The movement of hot money, or foreign portfolio investments, in and out of the Philippines in February resulted in a net outflow but at a significantly slower pace than in January, indicating some improvement in investor sentiment since the start of the year.
Foreign portfolio investment inflow reached $1.5 billion in February, up 16.7 percent from the $1.3 billion recorded in January.
Outflows were recorded at $1.9 billion, for a net outflow of $361 million in February, the Bangko Sentral ng Pilipinas (BSP) said on Thursday.
“While transactions resulted in overall net outflows of $361 million, this was significantly lower than the $1.8 billion recorded the previous month when the tapering of the United States QE program began,” the BSP said.

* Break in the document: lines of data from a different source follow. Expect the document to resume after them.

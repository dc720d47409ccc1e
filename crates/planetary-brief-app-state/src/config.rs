use std::env;

pub const DEFAULT_ARTICLES_ENDPOINT: &str = "/api/articles";
pub const DEFAULT_LISTING_ANCHOR_ID: &str = "latest-articles";
pub const DEFAULT_LOG_FILTER: &str = "warn";
pub const ENV_ARTICLES_ENDPOINT: &str = "PLANETARY_BRIEF_ARTICLES_ENDPOINT";
pub const ENV_LISTING_ANCHOR: &str = "PLANETARY_BRIEF_LISTING_ANCHOR";
pub const ENV_LOG_FILTER: &str = "PLANETARY_BRIEF_LOG_FILTER";

#[derive(Debug, Clone, PartialEq, Eq, thiserror::Error)]
pub enum ConfigError {
    #[error("articles endpoint must not be empty")]
    EmptyArticlesEndpoint,
    #[error("articles endpoint '{value}' must be a root-relative path or an http(s) url")]
    InvalidArticlesEndpoint { value: String },
    #[error("listing anchor id '{value}' must not contain whitespace")]
    InvalidListingAnchor { value: String },
}

#[derive(Debug, Clone, PartialEq, Eq)]
pub struct RouterConfig {
    pub articles_endpoint: String,
    /// Element id of the article listing that search scrolls to.
    pub listing_anchor_id: String,
    pub log_filter: String,
}

impl Default for RouterConfig {
    fn default() -> Self {
        Self {
            articles_endpoint: DEFAULT_ARTICLES_ENDPOINT.to_string(),
            listing_anchor_id: DEFAULT_LISTING_ANCHOR_ID.to_string(),
            log_filter: DEFAULT_LOG_FILTER.to_string(),
        }
    }
}

impl RouterConfig {
    pub fn from_env() -> Result<Self, ConfigError> {
        let mut config = Self::default();
        if let Some(endpoint) = env_non_empty(ENV_ARTICLES_ENDPOINT) {
            config.articles_endpoint = endpoint;
        }
        if let Some(anchor) = env_non_empty(ENV_LISTING_ANCHOR) {
            config.listing_anchor_id = anchor;
        }
        if let Some(filter) = env_non_empty(ENV_LOG_FILTER) {
            config.log_filter = filter;
        }
        config.validated()
    }

    /// Normalizes and checks every field.
    pub fn validated(mut self) -> Result<Self, ConfigError> {
        self.articles_endpoint = normalize_articles_endpoint(&self.articles_endpoint)?;
        let anchor = self.listing_anchor_id.trim().trim_start_matches('#');
        if anchor.is_empty() {
            self.listing_anchor_id = DEFAULT_LISTING_ANCHOR_ID.to_string();
        } else if anchor.chars().any(char::is_whitespace) {
            return Err(ConfigError::InvalidListingAnchor {
                value: anchor.to_string(),
            });
        } else {
            self.listing_anchor_id = anchor.to_string();
        }
        if self.log_filter.trim().is_empty() {
            self.log_filter = DEFAULT_LOG_FILTER.to_string();
        }
        Ok(self)
    }
}

pub fn normalize_articles_endpoint(raw: &str) -> Result<String, ConfigError> {
    let trimmed = raw.trim();
    if trimmed.is_empty() {
        return Err(ConfigError::EmptyArticlesEndpoint);
    }
    if trimmed.starts_with('/') && !trimmed.starts_with("//") {
        return Ok(trimmed.to_string());
    }
    let has_host = trimmed
        .split_once("://")
        .is_some_and(|(scheme, rest)| {
            matches!(scheme, "http" | "https") && !rest.is_empty() && !rest.starts_with('/')
        });
    if has_host {
        Ok(trimmed.to_string())
    } else {
        Err(ConfigError::InvalidArticlesEndpoint {
            value: trimmed.to_string(),
        })
    }
}

fn env_non_empty(key: &str) -> Option<String> {
    env::var(key)
        .ok()
        .map(|value| value.trim().to_string())
        .filter(|value| !value.is_empty())
}

#[cfg(test)]
mod tests {
    use super::*;

    #[test]
    fn relative_and_absolute_endpoints_are_accepted() {
        assert_eq!(
            normalize_articles_endpoint(" /api/articles ").as_deref(),
            Ok("/api/articles")
        );
        assert_eq!(
            normalize_articles_endpoint("https://api.planetarybrief.com/articles").as_deref(),
            Ok("https://api.planetarybrief.com/articles")
        );
    }

    #[test]
    fn malformed_endpoints_are_rejected() {
        assert_eq!(
            normalize_articles_endpoint(""),
            Err(ConfigError::EmptyArticlesEndpoint)
        );
        for raw in ["api/articles", "//cdn.example/articles", "ftp://host/a", "https:///x"] {
            assert!(
                matches!(
                    normalize_articles_endpoint(raw),
                    Err(ConfigError::InvalidArticlesEndpoint { .. })
                ),
                "{raw}"
            );
        }
    }

    #[test]
    fn validated_normalizes_anchor_and_filter() {
        let config = RouterConfig {
            articles_endpoint: "/api/articles".to_string(),
            listing_anchor_id: "#results".to_string(),
            log_filter: " ".to_string(),
        }
        .validated()
        .expect("valid config");
        assert_eq!(config.listing_anchor_id, "results");
        assert_eq!(config.log_filter, DEFAULT_LOG_FILTER);

        let error = RouterConfig {
            listing_anchor_id: "latest articles".to_string(),
            ..RouterConfig::default()
        }
        .validated()
        .expect_err("whitespace anchor rejected");
        assert!(matches!(error, ConfigError::InvalidListingAnchor { .. }));
    }
}
use super::*;

    /// `NavigationEnvironment` over the live `window`.
    pub(super) struct BrowserEnvironment {
        window: web_sys::Window,
    }

    impl BrowserEnvironment {
        pub(super) fn from_window() -> Result<Self, ShellError> {
            let window = web_sys::window().ok_or(ShellError::WindowUnavailable)?;
            Ok(Self { window })
        }

        fn history(&self) -> Option<web_sys::History> {
            self.window.history().ok()
        }

        fn session_storage(&self) -> Option<web_sys::Storage> {
            self.window.session_storage().ok().flatten()
        }

        fn write_history(&self, entry: &HistoryEntry, url: &str, replace: bool) {
            let Some(history) = self.history() else {
                console_warn("history API unavailable; navigation not recorded");
                return;
            };
            let state = entry_to_js(entry);
            let result = if replace {
                history.replace_state_with_url(&state, "", Some(url))
            } else {
                history.push_state_with_url(&state, "", Some(url))
            };
            if let Err(error) = result {
                console_warn(&format!(
                    "history write for {url} rejected: {}",
                    js_error_text(&error)
                ));
            }
        }
    }

    impl SessionStore for BrowserEnvironment {
        fn read_session_value(&self, key: &str) -> Option<String> {
            self.session_storage()?.get_item(key).ok().flatten()
        }

        fn write_session_value(&mut self, key: &str, value: &str) -> Result<(), SessionStoreError> {
            let storage = self.session_storage().ok_or(SessionStoreError::Unavailable)?;
            storage
                .set_item(key, value)
                .map_err(|error| SessionStoreError::WriteRejected {
                    key: key.to_string(),
                    reason: js_error_text(&error),
                })
        }
    }

    impl NavigationEnvironment for BrowserEnvironment {
        fn location(&self) -> Location {
            let location = self.window.location();
            Location::from_parts(
                &location.pathname().unwrap_or_default(),
                &location.search().unwrap_or_default(),
                &location.hash().unwrap_or_default(),
            )
        }

        fn history_entry(&self) -> Option<HistoryEntry> {
            let state = self.history()?.state().ok()?;
            entry_from_js(&state)
        }

        fn push_history(&mut self, entry: &HistoryEntry, url: &str) {
            self.write_history(entry, url, false);
        }

        fn replace_history(&mut self, entry: &HistoryEntry, url: &str) {
            self.write_history(entry, url, true);
        }

        fn disable_native_scroll_restoration(&mut self) {
            if let Some(history) = self.history() {
                let _ = history.set_scroll_restoration(ScrollRestoration::Manual);
            }
        }

        fn scroll_offset(&self) -> i32 {
            let offset = self.window.scroll_y().unwrap_or(0.0);
            if offset.is_finite() {
                offset.round().max(0.0) as i32
            } else {
                0
            }
        }

        fn scroll_to(&mut self, offset: i32) {
            self.window
                .scroll_to_with_x_and_y(0.0, f64::from(offset.max(0)));
        }

        fn element_in_viewport(&self, element_id: &str) -> Option<bool> {
            let element = self.window.document()?.get_element_by_id(element_id)?;
            let viewport_height = self.window.inner_height().ok()?.as_f64()?;
            let rect = element.get_bounding_client_rect();
            Some(rect.top() < viewport_height && rect.bottom() > 0.0)
        }

        fn smooth_scroll_to_element(&mut self, element_id: &str) -> bool {
            let Some(element) = self
                .window
                .document()
                .and_then(|document| document.get_element_by_id(element_id))
            else {
                return false;
            };
            let options = ScrollIntoViewOptions::new();
            options.set_behavior(ScrollBehavior::Smooth);
            options.set_block(ScrollLogicalPosition::Start);
            element.scroll_into_view_with_scroll_into_view_options(&options);
            true
        }
    }

    /// `history.state` arrives as an arbitrary JS value; anything that does
    /// not decode into a complete entry is `None`.
    pub(super) fn entry_from_js(state: &JsValue) -> Option<HistoryEntry> {
        if state.is_null() || state.is_undefined() {
            return None;
        }
        let text = js_sys::JSON::stringify(state).ok()?.as_string()?;
        let value: serde_json::Value = serde_json::from_str(&text).ok()?;
        HistoryEntry::from_json(&value)
    }

    pub(super) fn entry_to_js(entry: &HistoryEntry) -> JsValue {
        serde_json::to_string(&entry.to_json())
            .ok()
            .and_then(|text| js_sys::JSON::parse(&text).ok())
            .unwrap_or(JsValue::NULL)
    }

    pub(super) fn js_error_text(error: &JsValue) -> String {
        error
            .as_string()
            .or_else(|| {
                error
                    .dyn_ref::<js_sys::Error>()
                    .map(|error| String::from(error.message()))
            })
            .unwrap_or_else(|| "unknown javascript error".to_string())
    }
use planetary_brief_app_state::location::decode_component;
use planetary_brief_app_state::{
    Article, ConfigError, NavigationOutcome, NavigationRequest, Navigator, RouterConfig,
    SearchOutcome, ViewState,
};
use serde::{Deserialize, Serialize};

#[derive(Debug, Clone, PartialEq, Eq, thiserror::Error)]
pub enum ShellError {
    #[error("browser window is unavailable")]
    WindowUnavailable,
    #[error("navigation has not been booted")]
    NotBooted,
    #[error("unknown navigation target kind '{kind}'")]
    UnknownNavigationKind { kind: String },
    #[error("navigation target '{kind}' requires a value")]
    MissingNavigationTarget { kind: String },
    #[error("invalid explanation payload: {reason}")]
    InvalidExplanation { reason: String },
    #[error("article request failed: {reason}")]
    ArticleFetch { reason: String },
    #[error("article request returned status {status}")]
    ArticleStatus { status: u16 },
    #[error("failed to decode article feed: {reason}")]
    ArticleDecode { reason: String },
}

#[derive(Debug, Clone, Default, Serialize)]
pub(crate) struct BootDiagnostics {
    pub(crate) phase: String,
    pub(crate) detail: String,
    pub(crate) articles_endpoint: Option<String>,
    pub(crate) article_count: usize,
    pub(crate) view: Option<String>,
    pub(crate) url: Option<String>,
    pub(crate) last_error: Option<String>,
}

/// Router config for the shell. The page may override the articles endpoint
/// through `window.__PB_ARTICLES_ENDPOINT__`.
pub fn router_config_with_override(
    endpoint_override: Option<&str>,
) -> Result<RouterConfig, ConfigError> {
    let mut config = RouterConfig::default();
    if let Some(endpoint) = endpoint_override
        .map(str::trim)
        .filter(|endpoint| !endpoint.is_empty())
    {
        config.articles_endpoint = endpoint.to_string();
    }
    config.validated()
}

/// Maps the `(kind, value)` pair the page passes to `navigate_to`.
pub fn parse_navigation_request(
    kind: &str,
    value: Option<&str>,
) -> Result<NavigationRequest, ShellError> {
    let kind = kind.trim().to_ascii_lowercase();
    let value = value.map(str::trim).filter(|value| !value.is_empty());
    let required = || {
        value
            .map(ToString::to_string)
            .ok_or_else(|| ShellError::MissingNavigationTarget { kind: kind.clone() })
    };
    match kind.as_str() {
        "home" => Ok(NavigationRequest::Home),
        "category" => required().map(NavigationRequest::Category),
        "article" => required().map(NavigationRequest::Article),
        "tag" => required().map(NavigationRequest::Tag),
        "dashboard" => Ok(NavigationRequest::Dashboard),
        "about" | "methodology" => Ok(NavigationRequest::About),
        "admin" => Ok(NavigationRequest::Admin),
        "privacy" => Ok(NavigationRequest::Privacy),
        "terms" => Ok(NavigationRequest::Terms),
        "archives" => Ok(NavigationRequest::Archives),
        _ => Err(ShellError::UnknownNavigationKind { kind: kind.clone() }),
    }
}

/// Navigation request for an in-app link, or `None` when the path is not
/// one of the client's canonical routes.
pub fn request_for_link_path(path: &str) -> Option<NavigationRequest> {
    let path = if path.len() > 1 {
        path.trim_end_matches('/')
    } else {
        path
    };
    let segment = |raw: &str| {
        let decoded = decode_component(raw).trim().to_string();
        (!decoded.is_empty() && !decoded.contains('/')).then_some(decoded)
    };
    match path {
        "/" => Some(NavigationRequest::Home),
        "/dashboard" => Some(NavigationRequest::Dashboard),
        "/about" => Some(NavigationRequest::About),
        "/admin" => Some(NavigationRequest::Admin),
        "/privacy" => Some(NavigationRequest::Privacy),
        "/terms" => Some(NavigationRequest::Terms),
        "/archives" => Some(NavigationRequest::Archives),
        _ => {
            if let Some(raw) = path.strip_prefix("/category/") {
                segment(raw).map(NavigationRequest::Category)
            } else if let Some(raw) = path.strip_prefix("/article/") {
                segment(raw).map(NavigationRequest::Article)
            } else if let Some(raw) = path.strip_prefix("/tag/") {
                segment(raw).map(NavigationRequest::Tag)
            } else {
                None
            }
        }
    }
}

pub fn navigation_outcome_label(outcome: NavigationOutcome) -> &'static str {
    match outcome {
        NavigationOutcome::Pushed => "pushed",
        NavigationOutcome::Replaced => "replaced",
        NavigationOutcome::Unchanged => "unchanged",
        NavigationOutcome::Ignored => "ignored",
    }
}

pub fn search_outcome_label(outcome: SearchOutcome) -> &'static str {
    match outcome {
        SearchOutcome::Idle => "idle",
        SearchOutcome::SwitchedHome => "switched_home",
        SearchOutcome::ScrolledToResults => "scrolled_to_results",
        SearchOutcome::AlreadyVisible => "already_visible",
    }
}

#[derive(Serialize)]
#[serde(rename_all = "camelCase")]
struct ViewSnapshot<'a> {
    #[serde(flatten)]
    view: &'a ViewState,
    url: &'a str,
    #[serde(skip_serializing_if = "Option::is_none")]
    article: Option<&'a Article>,
    #[serde(skip_serializing_if = "Option::is_none")]
    pending_article: Option<&'a str>,
    articles_loaded: bool,
    search_query: &'a str,
}

/// JSON handed to view-change subscribers.
pub fn view_snapshot_json(navigator: &Navigator, url: &str) -> String {
    let snapshot = ViewSnapshot {
        view: navigator.view(),
        url,
        article: navigator.current_article(),
        pending_article: navigator.pending_article(),
        articles_loaded: navigator.article_index().is_loaded(),
        search_query: navigator.search_query(),
    };
    serde_json::to_string(&snapshot).unwrap_or_else(|_| "{\"view\":\"home\"}".to_string())
}

#[derive(Deserialize)]
#[serde(untagged)]
enum ArticleFeed {
    List(Vec<Article>),
    Articles { articles: Vec<Article> },
    Data { data: Vec<Article> },
}

/// Decodes the articles endpoint body: a bare array, or an object wrapping
/// the array under `articles` or `data`.
pub fn decode_article_feed(body: &str) -> Result<Vec<Article>, ShellError> {
    let feed: ArticleFeed =
        serde_json::from_str(body).map_err(|error| ShellError::ArticleDecode {
            reason: error.to_string(),
        })?;
    Ok(match feed {
        ArticleFeed::List(articles)
        | ArticleFeed::Articles { articles }
        | ArticleFeed::Data { data: articles } => articles,
    })
}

Also, PSE-listed securities contributed $148 million to the net inflow, while Peso GS transactions accounted for $509 million of the net outflows for the month.
“The US, the United Kingdom, Singapore, Luxembourg and Malaysia were the top five investor countries for the month with a combined share to total of 77.7 percent, while the US continued to be the main destination of outflows, receiving 92.2 percent of total,” the BSP added.
“Registration of inward foreign investments with the BSP is voluntary. It entitles the investor or his representative to buy foreign exchange from authorized agent banks and/or their subsidiary or affiliate foreign exchange corporations for repatriation of capital and remittance of earnings that accrue on the registered investment,” the central bank added.